Extrapolating Learning Curves: When Do Neural Networks Outperform Parametric Models?

Abstract

Learning curve extrapolation helps practitioners predict model performance at larger data scales, enabling better planning for data collection and computational resource allocation. This paper investigates when neural networks outperform parametric models for this task. We conduct a comprehensive comparison of LC-PFNs (Learning Curve Prior-Fitted Networks) and three established parametric models (POW4, MMF4, WBL4) using LCDB v1.1, a large-scale dataset with learning curves generated across 265 classification tasks and 24 learners.
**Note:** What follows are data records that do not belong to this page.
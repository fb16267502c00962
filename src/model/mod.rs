//! Data model shared by every layer.
//!
//! - [`ProductionSnapshot`]: immutable division state for one call
//! - [`Item`]: the material or product being optimized for
//! - [`StaffingAssignment`] / [`ScoredCandidate`]: search points and their scores

mod candidate;
mod item;
mod snapshot;

pub use candidate::{ScoredCandidate, StaffingAssignment};
pub use item::{Item, MaterialListing, ProductListing, ProductStage, RatingWeights};
pub use snapshot::{
    CorporationUnlocks, CorporationUpgrade, EmployeeTraits, IndustryFactors, Job, JobCounts,
    JobProduction, PerJob, ProductionSnapshot, Research, ResearchSet, SnapshotSource,
    UpgradeLevels,
};
//! Nonlinear least-squares recovery of hidden employee stats.
//!
//! # Submodules
//!
//! - [`config`]: solver settings
//! - [`lm`]: Levenberg–Marquardt over a dense forward-difference Jacobian
//! - [`traits`]: fitting average stats to observed per-job production

pub mod config;
pub mod lm;
pub mod traits;

pub use config::LmSettings;
pub use lm::{least_squares_lm, LeastSquaresReport, SolverError};
pub use traits::{
    recover_employee_traits, OfficeObservation, RecoveredTraits, TraitRecovery,
    REQUIRED_STAFFED_JOBS,
};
Surprisingly, we find that parametric models — especially POW4 and MMF4 — consistently outperform LC-PFN across all generalization scenarios and most cutoff regions. However, LC-PFN demonstrates competitive performance when extrapolating from early-stage data, ranking second-best at 10%, 30%, and 50% cutoffs. This suggests LC-PFNs can be valuable when only a small fraction of the learning curve is available. LC-PFN is particularly challenged by smooth and flat curves, but shows slightly improved performance on irregular patterns such as peaking and dipping curves, though it remains outperformed by all parametric models. These trends highlight a misalignment between LC-PFN’s training distribution and the real-world diversity of learning curves. Our findings emphasize the strength of parametric models under realistic conditions and suggest avenues for improving LC-PFNs through architectural flexibility and curve length variability during training.